The result was a severe bear market in the United States and Europe. Unfortunately, Little did not see it coming. Instead of being short, he was "long" — that is, he had purchased huge amounts of stock, much of it "on margin" — meaning he had borrowed money to do so. This leverage causes a magnification of profits when stock prices increase, but also asserts equal force in the opposite direction when stock prices decline.

As stock prices plummeted, Little was crushed by margin calls, which are demands from lenders for additional money to compensate for the loss of value of the shares. Little did not have it, and was forced into bankruptcy once again. On this occasion, he was not able to bounce back. He no longer had much money, nor did he have sufficient confidence from others on Wall Street to obtain their backing.

After the Panic of 1857, Little was financially supported by his last protégé, David Groesbeck, which is a testament to Little's ability to inspire loyalty and to Groesbeck's generosity. Little could not resist the lure of the market and returned to trading, but only with very small amounts.

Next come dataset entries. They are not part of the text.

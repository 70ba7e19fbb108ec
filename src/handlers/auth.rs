//! 认证相关的 HTTP 处理器

use axum::{
    extract::{Form, State},
    response::{IntoResponse, Redirect},
    Json,
};
use axum_extra::extract::cookie::{Cookie, CookieJar};
use serde_json::json;
use std::sync::Arc;

use crate::{
    error::AppError,
    middleware::{AppState, CurrentUser},
    models::{LoginForm, RegisterForm},
};

/// 注册 (POST /users)
pub async fn register(
    State(state): State<Arc<AppState>>,
    Form(form): Form<RegisterForm>,
) -> Result<impl IntoResponse, AppError> {
    let email = form.email.unwrap_or_default();
    let password = form.password.unwrap_or_default();

    let user = state.auth_service.register(&email, &password).await?;

    Ok(Json(json!({
        "email": user.email,
        "message": "user created"
    })))
}

/// 登录 (POST /sessions)
///
/// 凭据有效时创建会话并写入会话 Cookie。
pub async fn login(
    State(state): State<Arc<AppState>>,
    jar: CookieJar,
    Form(form): Form<LoginForm>,
) -> Result<impl IntoResponse, AppError> {
    let email = form.email.unwrap_or_default();
    let password = form.password.unwrap_or_default();

    if !state.auth_service.valid_login(&email, &password).await {
        return Err(AppError::Unauthorized);
    }

    let session_id = state
        .auth_service
        .create_session(&email)
        .await
        .ok_or(AppError::Unauthorized)?;

    let cookie_name = state.config.auth.session_cookie_name.clone();
    let cookie = Cookie::build((cookie_name, session_id))
        .path("/")
        .http_only(true)
        .build();

    Ok((
        jar.add(cookie),
        Json(json!({
            "email": email,
            "message": "logged in"
        })),
    ))
}

/// 登出 (DELETE /sessions)
///
/// Cookie 无法解析到用户时返回 403；成功后清除 Cookie 并重定向到 /。
pub async fn logout(
    State(state): State<Arc<AppState>>,
    jar: CookieJar,
) -> Result<impl IntoResponse, AppError> {
    let cookie_name = state.config.auth.session_cookie_name.clone();
    let session_id = jar.get(&cookie_name).map(|c| c.value().to_string());

    let user = state
        .auth_service
        .session_to_user(session_id.as_deref())
        .await
        .ok_or(AppError::Forbidden)?;

    state.auth_service.destroy_session(user.id).await?;

    let removal = Cookie::build((cookie_name, String::new())).path("/");
    Ok((jar.remove(removal), Redirect::to("/")))
}

/// 当前用户资料 (GET /profile)
///
/// 认证网关已解析用户时直接使用；否则回退到会话 Cookie 解析，
/// 解析失败返回 403。
pub async fn profile(
    State(state): State<Arc<AppState>>,
    current_user: Option<CurrentUser>,
    jar: CookieJar,
) -> Result<impl IntoResponse, AppError> {
    let user = match current_user {
        Some(CurrentUser(user)) => user,
        None => {
            let cookie_name = &state.config.auth.session_cookie_name;
            let session_id = jar.get(cookie_name).map(|c| c.value().to_string());
            state
                .auth_service
                .session_to_user(session_id.as_deref())
                .await
                .ok_or(AppError::Forbidden)?
        }
    };

    Ok(Json(json!({ "email": user.email })))
}
//! Path-based access-control policy
//!
//! A request either hits an excluded path (no credentials needed) or
//! it requires authentication. Rules are exact path strings or
//! trailing-`*` prefix patterns; the first matching rule exempts.

/// Decide whether a request path requires authentication.
///
/// Fail-secure: a missing path or an empty rule list requires auth.
/// The path is normalized by appending a trailing slash before exact
/// comparison (so `/profile` and `/profile/` are the same route);
/// wildcard rules match the normalized path by prefix.
pub fn requires_auth(path: Option<&str>, excluded_paths: Option<&[String]>) -> bool {
    let Some(path) = path else {
        return true;
    };
    let Some(excluded_paths) = excluded_paths else {
        return true;
    };
    if excluded_paths.is_empty() {
        return true;
    }

    let normalized = normalize(path);

    for rule in excluded_paths {
        if let Some(prefix) = rule.strip_suffix('*') {
            if normalized.starts_with(prefix) {
                return false;
            }
        }

        if normalized == *rule {
            return false;
        }
    }

    true
}

/// Append a trailing slash unless one is already present. Idempotent.
fn normalize(path: &str) -> String {
    if path.ends_with('/') {
        path.to_string()
    } else {
        format!("{}/", path)
    }
}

As seems almost inevitable after a powerful and often-feared person falls, Little in old age was a target of mockery. He died in 1865, a broken man.

THE GOOD THAT MEN DO

Historian Henry Clews, who knew Little personally, observed a couple of decades after Little's death that "Mr. Little was generous and liberal to a fault with his brother speculators who had experienced misfortune" and was said to be able to paper his office with promissory notes for debts that he had forgiven from other brokers who had fallen on hard times. Likewise, stock market historian Leonard Louis Levinson described Little as "a nervous perfectionist who personally attended to every detail" of his stock market operations, and who was "kind, magnanimous, honorable, and a genius in market maneuvers."

Personal sympathy plays a very small role in a modern financial market. It was not until after his death that many on Wall Street came to feel that Little had been shabbily treated after his fall. By then, of course, it was too late.

James Maccaro is an attorney and freelance writer. He has written articles for Newsday, Ideas on Liberty, the Massachusetts Law Review, and other magazines. He can be reached at jam@juno.com.

SUGGESTED READING

Clews, Henry [1888]. Twenty-Eight Years In Wall Street, Irving Publishing Co.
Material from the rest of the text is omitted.